▸ WHAT THIS TASK INVOLVES
Copy each line below holding "engine".

▸ RECORDS SUPPLIED
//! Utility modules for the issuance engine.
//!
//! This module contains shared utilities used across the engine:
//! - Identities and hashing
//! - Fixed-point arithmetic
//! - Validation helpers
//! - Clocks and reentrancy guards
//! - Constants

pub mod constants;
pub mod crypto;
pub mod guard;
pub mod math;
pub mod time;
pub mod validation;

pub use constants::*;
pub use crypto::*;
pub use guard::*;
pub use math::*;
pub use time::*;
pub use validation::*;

▸ ANSWER TO THIS PROBLEM
//! Utility modules for the issuance engine.
//! This module contains shared utilities used across the engine:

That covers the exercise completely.